Lors du Sommet européen de l’industrie à Anvers, le Premier ministre belge Bart De Wever a dénoncé une situation « dramatique » et appelé l’Union européenne à recentrer ses priorités sur la compétitivité.
L’industrie européenne traverse une crise profonde, aggravée par des prix de l’énergie élevés et une réglementation jugée trop lourde. C’est le constat alarmant dressé par le Premier ministre belge Bart De Wever lors de son discours de clôture du Sommet européen de l’industrie, organisé mercredi à Anvers.

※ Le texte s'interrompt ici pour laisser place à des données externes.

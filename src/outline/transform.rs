use super::{
    DEFAULT_MAX_DEPTH, IdScheme, NodePath, OutlineError, RawOutlineNode, UNTITLED, UiOutlineNode,
};

#[derive(Debug, Clone, Copy, PartialEq, Eq)]
pub struct TransformOptions {
    pub id_scheme: IdScheme,
    pub max_depth: usize,
}

impl Default for TransformOptions {
    fn default() -> Self {
        Self {
            id_scheme: IdScheme::default(),
            max_depth: DEFAULT_MAX_DEPTH,
        }
    }
}

/// Converts the raw outline into the tree the viewer and exporter work with. Sibling order and
/// nesting are preserved. A missing outline is the same as an empty one.
pub fn transform_outline(
    raw: Option<&[RawOutlineNode]>,
    options: TransformOptions,
) -> Result<Vec<UiOutlineNode>, OutlineError> {
    match raw {
        Some(items) => transform_level(items, &NodePath::root(), options),
        None => Ok(Vec::new()),
    }
}

fn transform_level(
    items: &[RawOutlineNode],
    parent: &NodePath,
    options: TransformOptions,
) -> Result<Vec<UiOutlineNode>, OutlineError> {
    if parent.depth() >= options.max_depth {
        return Err(OutlineError::TooDeep {
            limit: options.max_depth,
            path: parent.clone(),
        });
    }

    let mut out = Vec::with_capacity(items.len());
    for (idx, item) in items.iter().enumerate() {
        let path = parent.child(idx);
        let children = match item.items.as_deref() {
            Some(children) if !children.is_empty() => transform_level(children, &path, options)?,
            _ => Vec::new(),
        };
        out.push(UiOutlineNode {
            id: node_id(options.id_scheme, idx, &path),
            is_selectable: true,
            name: display_name(item.title.as_deref()),
            children,
            dest: item.dest,
            url: item.url.clone(),
        });
    }
    Ok(out)
}

fn node_id(scheme: IdScheme, idx: usize, path: &NodePath) -> String {
    match scheme {
        IdScheme::Sibling => format!("item-{idx}"),
        IdScheme::Path => path.to_string(),
    }
}

fn display_name(title: Option<&str>) -> String {
    match title {
        Some(t) if !t.is_empty() => t.to_owned(),
        _ => UNTITLED.to_owned(),
    }
}

#[cfg(test)]
mod tests {
    use super::*;
    use crate::outline::Destination;

    fn scenario_a() -> Vec<RawOutlineNode> {
        vec![
            RawOutlineNode::titled("Ch.1").with_items(vec![]),
            RawOutlineNode::titled("").with_items(vec![RawOutlineNode::titled("Sec 1.1").with_items(vec![])]),
        ]
    }

    #[test]
    fn transforms_nested_outline() {
        let out = transform_outline(Some(&scenario_a()), TransformOptions::default()).unwrap();

        assert_eq!(out.len(), 2);
        assert_eq!(out[0].id, "item-0");
        assert_eq!(out[0].name, "Ch.1");
        assert!(out[0].children.is_empty());
        assert_eq!(out[1].id, "item-1");
        assert_eq!(out[1].name, "Untitled");
        assert_eq!(out[1].children.len(), 1);
        assert_eq!(out[1].children[0].id, "item-0");
        assert_eq!(out[1].children[0].name, "Sec 1.1");
        assert!(out[1].children[0].children.is_empty());
        assert!(out.iter().all(|n| n.is_selectable));
    }

    #[test]
    fn absent_and_empty_input_give_empty_output() {
        assert!(transform_outline(None, TransformOptions::default()).unwrap().is_empty());
        assert!(transform_outline(Some(&[]), TransformOptions::default()).unwrap().is_empty());
    }

    #[test]
    fn missing_title_becomes_untitled() {
        let raw = vec![RawOutlineNode::default(), RawOutlineNode::titled("  ")];
        let out = transform_outline(Some(&raw), TransformOptions::default()).unwrap();
        assert_eq!(out[0].name, UNTITLED);
        // Only empty titles are replaced, whitespace is kept as the document has it
        assert_eq!(out[1].name, "  ");
    }

    #[test]
    fn sibling_ids_restart_at_every_level() {
        let raw = vec![
            RawOutlineNode::titled("a").with_items(vec![
                RawOutlineNode::titled("a0"),
                RawOutlineNode::titled("a1"),
                RawOutlineNode::titled("a2"),
            ]),
            RawOutlineNode::titled("b").with_items(vec![RawOutlineNode::titled("b0")]),
        ];
        let out = transform_outline(Some(&raw), TransformOptions::default()).unwrap();
        let ids: Vec<_> = out[0].children.iter().map(|n| n.id.as_str()).collect();
        assert_eq!(ids, ["item-0", "item-1", "item-2"]);
        assert_eq!(out[1].children[0].id, "item-0");
    }

    #[test]
    fn path_ids_are_globally_unique() {
        let raw = vec![
            RawOutlineNode::titled("a").with_items(vec![RawOutlineNode::titled("a0")]),
            RawOutlineNode::titled("b").with_items(vec![
                RawOutlineNode::titled("b0").with_items(vec![RawOutlineNode::titled("b00")]),
            ]),
        ];
        let options = TransformOptions {
            id_scheme: IdScheme::Path,
            ..Default::default()
        };
        let out = transform_outline(Some(&raw), options).unwrap();
        assert_eq!(out[0].id, "0");
        assert_eq!(out[0].children[0].id, "0/0");
        assert_eq!(out[1].children[0].id, "1/0");
        assert_eq!(out[1].children[0].children[0].id, "1/0/0");
    }

    #[test]
    fn dest_and_url_are_copied_through() {
        let raw = vec![
            RawOutlineNode::titled("page").with_dest(7),
            RawOutlineNode::titled("web").with_url("https://example.com"),
            RawOutlineNode::titled("none"),
        ];
        let out = transform_outline(Some(&raw), TransformOptions::default()).unwrap();
        assert_eq!(out[0].dest, Some(Destination { page: 7 }));
        assert_eq!(out[0].url, None);
        assert_eq!(out[1].url.as_deref(), Some("https://example.com"));
        assert_eq!(out[2].dest, None);
        assert_eq!(out[2].url, None);
    }

    #[test]
    fn order_and_depth_are_preserved() {
        let raw: Vec<_> = (0..5)
            .map(|i| {
                RawOutlineNode::titled(format!("n{i}"))
                    .with_items((0..i).map(|j| RawOutlineNode::titled(format!("n{i}.{j}"))).collect())
            })
            .collect();
        let out = transform_outline(Some(&raw), TransformOptions::default()).unwrap();
        for (i, node) in out.iter().enumerate() {
            assert_eq!(node.name, format!("n{i}"));
            assert_eq!(node.children.len(), i);
            for (j, child) in node.children.iter().enumerate() {
                assert_eq!(child.name, format!("n{i}.{j}"));
            }
        }
    }

    #[test]
    fn nesting_past_the_limit_fails() {
        let mut raw = RawOutlineNode::titled("leaf");
        for i in 0..10 {
            raw = RawOutlineNode::titled(format!("level {i}")).with_items(vec![raw]);
        }
        let options = TransformOptions {
            max_depth: 4,
            ..Default::default()
        };
        let err = transform_outline(Some(&[raw.clone()]), options).unwrap_err();
        let OutlineError::TooDeep { limit, path } = err;
        assert_eq!(limit, 4);
        assert_eq!(path, NodePath(vec![0, 0, 0, 0]));

        let deep_enough = TransformOptions {
            max_depth: 11,
            ..Default::default()
        };
        assert!(transform_outline(Some(&[raw]), deep_enough).is_ok());
    }
}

Devant les acteurs du secteur, le chef du gouvernement fédéral a évoqué une situation « tout simplement dramatique » dans plusieurs pays clés de l’Union européenne, notamment la Belgique, l’Allemagne, les Pays-Bas et la France.
« Nous sommes au bord d’une crise existentielle », a-t-il averti, pointant du doigt la pression croissante qui pèse sur la compétitivité industrielle européenne.

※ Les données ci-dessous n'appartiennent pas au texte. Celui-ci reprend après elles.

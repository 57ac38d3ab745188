use std::{
    io::Write,
    path::{Path, PathBuf},
    sync::RwLock,
};

use anyhow::{Result, anyhow};
use app::App;
use clap::Parser;
use config::Config;
use once_cell::sync::Lazy;
use outline::{
    export::{export_outline, to_json},
    extraction::{MupdfSource, OutlineSource},
    transform::transform_outline,
};
use tracing::{error, info};
use tracing_subscriber::{EnvFilter, fmt, prelude::*};

mod app;
mod config;
mod icons;
mod outline;
mod watch;

pub static CONFIG: Lazy<RwLock<Config>> = Lazy::new(|| RwLock::new(Config::default()));

#[derive(Parser, Debug)]
#[command(version, name = "miro-outline", about = "A pdf outline viewer")]
struct Args {
    #[arg(value_name = "PATH")]
    path: Option<PathBuf>,

    /// Write the outline json into DIR and exit without opening a window
    #[arg(long, value_name = "DIR", requires = "path")]
    export: Option<PathBuf>,

    /// Print the outline json to stdout and exit
    #[arg(long, requires = "path", conflicts_with = "export")]
    print: bool,

    /// Read the configuration from FILE instead of the default location
    #[arg(long, value_name = "FILE")]
    config: Option<PathBuf>,
}

fn main() -> Result<()> {
    tracing_subscriber::registry()
        .with(fmt::layer())
        .with(EnvFilter::try_from_default_env().unwrap_or_else(|_| EnvFilter::new("info")))
        .init();

    let args = Args::parse();
    let config = load_config(args.config.clone());
    let options = config.transform_options();
    *CONFIG.write().map_err(|_| anyhow!("Config lock poisoned"))? = config;

    if let Some(path) = &args.path
        && (args.print || args.export.is_some())
    {
        return run_headless(path, &args);
    }

    iced::application(App::title, App::update, App::view)
        .antialiasing(true)
        .theme(App::theme)
        .subscription(App::subscription)
        .run_with(move || {
            let mut state = App::new(options);
            let task = match args.path {
                Some(p) => state.update(app::AppMessage::OpenFile(p)),
                None => iced::Task::none(),
            };
            (state, task)
        })?;
    Ok(())
}

/// Falls back to the defaults when no config file exists or it can't be parsed.
fn load_config(path: Option<PathBuf>) -> Config {
    let result = match path {
        Some(p) => Config::from_file(p),
        None => match Config::system_config_path() {
            Ok(p) if p.exists() => Config::from_file(p),
            Ok(_) => {
                info!("No config file found, using defaults");
                return Config::default();
            }
            Err(e) => Err(e),
        },
    };
    result.unwrap_or_else(|e| {
        error!("Could not load config: {e:#}");
        Config::default()
    })
}

fn run_headless(path: &Path, args: &Args) -> Result<()> {
    let options = CONFIG
        .read()
        .map_err(|_| anyhow!("Config lock poisoned"))?
        .transform_options();
    let raw = MupdfSource::new(path).fetch_outline()?;
    let outline = transform_outline(raw.as_deref(), options)?;

    if args.print {
        let mut stdout = std::io::stdout().lock();
        writeln!(stdout, "{}", to_json(&outline)?)?;
    } else if let Some(dir) = &args.export {
        let export_name = CONFIG
            .read()
            .map_err(|_| anyhow!("Config lock poisoned"))?
            .export_name
            .clone();
        if let Some(written) = export_outline(Some(&outline), dir, &export_name)? {
            info!("Wrote {written:?}");
        }
    }
    Ok(())
}
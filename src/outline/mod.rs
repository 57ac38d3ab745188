use std::fmt;

use serde::{Deserialize, Serialize};
use strum::{Display, EnumString};
use thiserror::Error;

pub mod export;
pub mod extraction;
pub mod loader;
pub mod transform;
pub mod tree;
pub mod widget;

pub const UNTITLED: &str = "Untitled";

/// Default bound on outline nesting. Real documents rarely go past a handful of levels.
pub const DEFAULT_MAX_DEPTH: usize = 64;

/// A navigation target inside the document, as reported by the pdf backend.
#[derive(Debug, Clone, Copy, PartialEq, Eq, Serialize, Deserialize)]
pub struct Destination {
    /// Zero based page index
    pub page: u32,
}

/// An outline entry exactly as the document backend hands it over.
#[derive(Debug, Clone, Default, PartialEq)]
pub struct RawOutlineNode {
    pub title: Option<String>,
    pub dest: Option<Destination>,
    pub url: Option<String>,
    pub items: Option<Vec<RawOutlineNode>>,
}

#[cfg(test)]
impl RawOutlineNode {
    pub fn titled(title: impl Into<String>) -> Self {
        Self {
            title: Some(title.into()),
            ..Default::default()
        }
    }

    pub fn with_items(mut self, items: Vec<RawOutlineNode>) -> Self {
        self.items = Some(items);
        self
    }

    pub fn with_dest(mut self, page: u32) -> Self {
        self.dest = Some(Destination { page });
        self
    }

    pub fn with_url(mut self, url: impl Into<String>) -> Self {
        self.url = Some(url.into());
        self
    }
}

/// What activating an outline entry does.
#[derive(Debug, Clone, PartialEq, Eq)]
pub enum OutlineAction {
    GoTo(Destination),
    OpenUrl(String),
    None,
}

/// A normalized outline entry. The serialized field names are part of the `outline.json` format.
#[derive(Debug, Clone, PartialEq, Serialize, Deserialize)]
#[serde(rename_all = "camelCase")]
pub struct UiOutlineNode {
    pub id: String,
    pub is_selectable: bool,
    pub name: String,
    pub children: Vec<UiOutlineNode>,
    pub dest: Option<Destination>,
    pub url: Option<String>,
}

impl UiOutlineNode {
    pub fn is_folder(&self) -> bool {
        !self.children.is_empty()
    }

    pub fn action(&self) -> OutlineAction {
        match (&self.dest, &self.url) {
            (Some(dest), _) => OutlineAction::GoTo(*dest),
            (None, Some(url)) => OutlineAction::OpenUrl(url.clone()),
            (None, None) => OutlineAction::None,
        }
    }

    /// Looks up a node by its ancestor-index path.
    pub fn find<'a>(nodes: &'a [UiOutlineNode], path: &NodePath) -> Option<&'a UiOutlineNode> {
        let (first, rest) = path.0.split_first()?;
        let mut node = nodes.get(*first)?;
        for idx in rest {
            node = node.children.get(*idx)?;
        }
        Some(node)
    }
}

/// How identifiers are generated for normalized nodes.
#[derive(Debug, Clone, Copy, PartialEq, Eq, Default, Display, EnumString)]
pub enum IdScheme {
    /// `item-{i}`, unique among siblings only
    #[default]
    Sibling,
    /// `0/1/2`, unique across the whole tree
    Path,
}

/// The position of a node in the tree, given as the index at each level from the root.
#[derive(Debug, Clone, Default, PartialEq, Eq, Hash, PartialOrd, Ord)]
pub struct NodePath(pub Vec<usize>);

impl NodePath {
    pub fn root() -> Self {
        Self(vec![])
    }

    pub fn child(&self, idx: usize) -> Self {
        let mut out = self.0.clone();
        out.push(idx);
        Self(out)
    }

    pub fn depth(&self) -> usize {
        self.0.len()
    }
}

impl fmt::Display for NodePath {
    fn fmt(&self, f: &mut fmt::Formatter<'_>) -> fmt::Result {
        let mut first = true;
        for idx in &self.0 {
            if !first {
                f.write_str("/")?;
            }
            write!(f, "{idx}")?;
            first = false;
        }
        Ok(())
    }
}

#[derive(Debug, Error, Clone, PartialEq, Eq)]
pub enum OutlineError {
    #[error("Outline is nested deeper than {limit} levels at {path}")]
    TooDeep { limit: usize, path: NodePath },
}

⚡ Prix de l’énergie et réglementation sous le feu des critiques
Bart De Wever a insisté sur deux facteurs majeurs fragilisant l’industrie :
- des coûts énergétiques élevés,
- une réglementation européenne excessive.
Selon lui, ces éléments compromettent la capacité des entreprises européennes à rivaliser avec les grandes puissances économiques mondiales.
🇪🇺 Un tournant pour l’Union européenne ?
Malgré ce constat préoccupant, le Premier ministre estime qu’un « momentum » est en train d’émerger, en référence au sommet informel des dirigeants européens organisé à Alden Biesen (Limbourg).
Pour Bart De Wever, l’Union européenne doit impérativement redéfinir ses priorités stratégiques. « L’Europe doit cesser de vouloir tout faire, partout et tout le temps », a-t-il déclaré.
Il plaide pour un recentrage autour de trois axes fondamentaux :
- Innovation
- Productivité
- Compétitivité
Sans cette réorientation, avertit-il, « la décarbonation de l’Europe deviendra synonyme de sa désindustrialisation, puis de sa pauvreté et de sa perte de pertinence sur la scène mondiale ».
🌍 L’industrie au cœur de l’avenir européen
Pour le Premier ministre belge, l’enjeu dépasse le seul cadre économique. « Si l’Europe veut compter dans le monde, notre industrie doit d’abord compter pour l’Europe », a-t-il conclu, appelant à une stratégie industrielle plus ambitieuse et pragmatique.